[Start of section]

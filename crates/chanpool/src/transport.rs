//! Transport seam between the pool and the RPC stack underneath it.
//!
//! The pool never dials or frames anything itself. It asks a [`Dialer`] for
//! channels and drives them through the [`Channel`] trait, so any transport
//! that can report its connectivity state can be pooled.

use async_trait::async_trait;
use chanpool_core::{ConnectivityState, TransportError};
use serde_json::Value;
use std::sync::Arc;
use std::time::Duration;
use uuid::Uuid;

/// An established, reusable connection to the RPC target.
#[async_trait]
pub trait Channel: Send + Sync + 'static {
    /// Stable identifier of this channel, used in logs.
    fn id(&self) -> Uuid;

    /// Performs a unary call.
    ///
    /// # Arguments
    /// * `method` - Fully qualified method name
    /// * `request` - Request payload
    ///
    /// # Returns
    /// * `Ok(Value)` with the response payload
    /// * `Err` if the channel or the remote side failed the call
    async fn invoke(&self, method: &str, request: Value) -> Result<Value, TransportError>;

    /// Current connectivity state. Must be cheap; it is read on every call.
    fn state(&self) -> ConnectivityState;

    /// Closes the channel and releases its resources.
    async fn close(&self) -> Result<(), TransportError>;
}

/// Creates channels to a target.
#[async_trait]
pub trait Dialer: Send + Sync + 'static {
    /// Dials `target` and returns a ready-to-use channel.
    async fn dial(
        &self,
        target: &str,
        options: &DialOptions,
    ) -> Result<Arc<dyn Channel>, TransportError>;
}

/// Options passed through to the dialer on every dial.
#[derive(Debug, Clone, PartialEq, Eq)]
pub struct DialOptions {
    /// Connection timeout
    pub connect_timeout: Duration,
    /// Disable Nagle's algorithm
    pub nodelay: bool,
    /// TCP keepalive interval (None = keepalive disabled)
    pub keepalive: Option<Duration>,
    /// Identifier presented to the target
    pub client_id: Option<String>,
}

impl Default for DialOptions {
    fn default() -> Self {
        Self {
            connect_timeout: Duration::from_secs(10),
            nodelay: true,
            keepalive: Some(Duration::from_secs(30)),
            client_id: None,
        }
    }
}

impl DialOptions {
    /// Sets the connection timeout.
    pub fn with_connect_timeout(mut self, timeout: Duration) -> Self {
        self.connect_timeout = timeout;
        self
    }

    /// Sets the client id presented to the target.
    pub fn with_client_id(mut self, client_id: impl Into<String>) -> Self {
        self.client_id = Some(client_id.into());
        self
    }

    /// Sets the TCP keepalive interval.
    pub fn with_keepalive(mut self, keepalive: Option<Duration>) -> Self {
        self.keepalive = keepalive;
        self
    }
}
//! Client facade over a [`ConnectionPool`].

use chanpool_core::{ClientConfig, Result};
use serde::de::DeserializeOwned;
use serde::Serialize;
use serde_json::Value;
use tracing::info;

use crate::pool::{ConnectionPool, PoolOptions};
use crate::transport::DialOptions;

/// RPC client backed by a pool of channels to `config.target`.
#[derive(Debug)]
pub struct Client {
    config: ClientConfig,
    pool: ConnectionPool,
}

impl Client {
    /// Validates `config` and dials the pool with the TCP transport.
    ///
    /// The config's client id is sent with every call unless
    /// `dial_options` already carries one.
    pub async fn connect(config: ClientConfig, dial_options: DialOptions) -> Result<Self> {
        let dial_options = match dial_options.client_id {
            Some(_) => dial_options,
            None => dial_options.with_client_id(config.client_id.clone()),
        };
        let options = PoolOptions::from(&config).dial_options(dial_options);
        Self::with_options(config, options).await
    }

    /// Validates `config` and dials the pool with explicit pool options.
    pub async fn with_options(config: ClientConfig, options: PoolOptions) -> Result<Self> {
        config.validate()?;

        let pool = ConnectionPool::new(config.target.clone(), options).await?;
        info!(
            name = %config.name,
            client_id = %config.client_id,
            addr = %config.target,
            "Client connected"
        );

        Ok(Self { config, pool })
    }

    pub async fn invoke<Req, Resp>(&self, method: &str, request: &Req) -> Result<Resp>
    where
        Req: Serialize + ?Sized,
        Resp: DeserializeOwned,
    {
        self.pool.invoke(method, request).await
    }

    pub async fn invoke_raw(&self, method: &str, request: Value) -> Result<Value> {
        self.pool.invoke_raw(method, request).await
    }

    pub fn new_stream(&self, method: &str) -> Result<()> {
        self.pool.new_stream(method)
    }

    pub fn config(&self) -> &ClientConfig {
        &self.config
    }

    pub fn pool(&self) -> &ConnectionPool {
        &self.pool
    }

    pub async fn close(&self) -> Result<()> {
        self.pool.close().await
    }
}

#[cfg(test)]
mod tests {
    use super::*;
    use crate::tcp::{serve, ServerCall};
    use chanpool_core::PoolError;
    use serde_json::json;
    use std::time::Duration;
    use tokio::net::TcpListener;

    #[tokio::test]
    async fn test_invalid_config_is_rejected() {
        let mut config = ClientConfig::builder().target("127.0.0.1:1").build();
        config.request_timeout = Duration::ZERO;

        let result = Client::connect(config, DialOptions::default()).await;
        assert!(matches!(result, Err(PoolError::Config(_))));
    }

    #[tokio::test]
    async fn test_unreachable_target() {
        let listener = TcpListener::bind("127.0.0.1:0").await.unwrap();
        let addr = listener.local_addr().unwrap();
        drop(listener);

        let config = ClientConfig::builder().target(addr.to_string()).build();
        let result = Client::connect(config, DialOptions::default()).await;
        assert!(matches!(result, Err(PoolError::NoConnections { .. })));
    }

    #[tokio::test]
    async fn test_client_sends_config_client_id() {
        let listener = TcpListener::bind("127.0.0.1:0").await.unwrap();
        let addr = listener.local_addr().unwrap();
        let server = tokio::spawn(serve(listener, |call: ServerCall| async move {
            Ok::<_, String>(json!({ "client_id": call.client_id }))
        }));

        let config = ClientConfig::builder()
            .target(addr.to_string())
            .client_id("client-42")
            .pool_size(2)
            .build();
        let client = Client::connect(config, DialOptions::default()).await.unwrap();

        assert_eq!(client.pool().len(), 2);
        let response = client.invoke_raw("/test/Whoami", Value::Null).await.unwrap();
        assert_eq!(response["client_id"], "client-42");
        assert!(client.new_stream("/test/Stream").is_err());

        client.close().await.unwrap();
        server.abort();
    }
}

[End of section]

## Assigned task
Write down only how many lines of the entries above include the word "payload".

## Written answer
2